Finding Our Cultural Place in the Story of History – Part 3 of 3

Editor’s note: This post is part 3 of 3 in a Primer on Cultural Engagement. Read part 1 here and part 2 here.

When we think about cultural engagement, often the first thing we set our minds to is developing strategies for what types of cultural activities we should or should not be involved in. Additionally, Christians are keen to think through how to redeem particulars of culture as part of the calling to participate in Christ’s kingdom coming to earth. They think about how to create God-honoring art or films, how to magnify Jesus in mopping the floor or voting at the polls, or even how to reclaim sports and Tweeting for the glory of God.

Each of these are proper implications of a biblically informed approach to culture as I have outlined in the previous posts of this series. However, before we can consider what types of things we should be doing or not doing as cultural creatures, we need to have a sense of what attitude we should have towards inhabiting our cultural context. How should we approach life and cultural participation in view of what the Bible says about culture and our callings?

To answer this, I propose that the story of God’s work in history, and finding our place in it, provides important clues to guide our cultural engagement.

How to Inhabit Culture?

For proper Christian cultural engagement, we must certainly keep in view that culture is part of God’s good creation. Several helpful thinkers (Ashford and Wolters are two great examples) have offered strategies for thinking about the creational aspects of culture that we ought to pursue, such as having a family, creating art, exploring the world through science, and ordering our societies through politics and law. These are helpful things to keep in mind to justify why as Christians we cannot neglect our cultural lives and vocations.
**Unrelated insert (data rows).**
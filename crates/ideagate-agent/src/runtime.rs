//! Wiring from `GateConfig` to concrete providers, sinks and corpora.

use anyhow::{Context, Result};
use std::path::{Path, PathBuf};
use std::sync::Arc;
use tracing::info;

use ideagate_common::config::LoggingConfig;
use ideagate_common::{corpus, GateConfig, NoveltyRecord, Pattern};
use ideagate_llm::{CallLog, JsonlCallLog, NoopCallLog, TracingCallLog};

pub const CALL_LOG_FILE: &str = "provider_calls.jsonl";

/// JSON-lines file when a log directory is configured, tracing otherwise.
pub fn build_call_log(cfg: &LoggingConfig) -> Arc<dyn CallLog> {
    if !cfg.enable_call_log {
        return Arc::new(NoopCallLog);
    }
    match &cfg.log_dir {
        Some(dir) => {
            let path = Path::new(dir).join(CALL_LOG_FILE);
            info!(path = %path.display(), "Provider call log enabled");
            Arc::new(JsonlCallLog::new(path))
        }
        None => Arc::new(TracingCallLog),
    }
}

fn resolve(cli: Option<&Path>, configured: Option<&str>, what: &str) -> Result<PathBuf> {
    cli.map(Path::to_path_buf)
        .or_else(|| configured.map(PathBuf::from))
        .with_context(|| format!("no {what} path: pass --{what} or set corpus.{what}_path"))
}

pub fn load_patterns(config: &GateConfig, cli: Option<&Path>) -> Result<Vec<Pattern>> {
    let path = resolve(cli, config.corpus.patterns_path.as_deref(), "patterns")?;
    corpus::load_patterns(&path).with_context(|| format!("loading patterns from {}", path.display()))
}

pub fn load_records(config: &GateConfig, cli: Option<&Path>) -> Result<Vec<NoveltyRecord>> {
    let path = resolve(cli, config.corpus.records_path.as_deref(), "records")?;
    corpus::load_records(&path).with_context(|| format!("loading novelty records from {}", path.display()))
}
However, simply paying attention to the beginning of history and God’s creational designs for culture does not take us far enough in understanding how to inhabit culture, and how culture fits with the other callings imperative for the Christian life.
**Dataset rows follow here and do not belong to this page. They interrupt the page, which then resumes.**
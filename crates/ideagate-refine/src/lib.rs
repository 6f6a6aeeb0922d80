//! ideagate-refine — Bounded critique/revise loop over a story draft, and the
//! novelty-mode fallback across patterns when the loop is exhausted.

pub mod engine;
pub mod heuristic;
pub mod novelty_mode;

pub use engine::{score_panel, RefineState, RefinementEngine, RefinementOutcome, StoryReviser};
pub use heuristic::{InjectionHeuristic, RevisionGuidance};
pub use novelty_mode::{NoveltyModeDecision, NoveltyModeOutcome, NoveltyModeRunner, PatternAttempt};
Christians throughout history have embraced vastly different attitudes towards culture. For many early Christians, the calling they felt was to create enclaves within society in which Jesus could be worshiped as Lord rather than Caesar. For other early Christians, they understood their cultural calling to seek the common good and be exemplary citizens within society. Still others sought distance from what they saw as the polluting effects of culture by moving to the desert to pursue virtue and contemplation.

We can see examples today of each of these attitudes embodied by Christians. How do we know what attitude and stance to take? How do we know what Christians are called to in our own time and place? Let us start by asking, “What time in history is it?”

What Time Is It?

To think well about cultural engagement, we need to know what time it is. That is, we need to pay attention to where we are at in God’s grand story of history, parsing what he has done before us and what he has said he will do at the end of history.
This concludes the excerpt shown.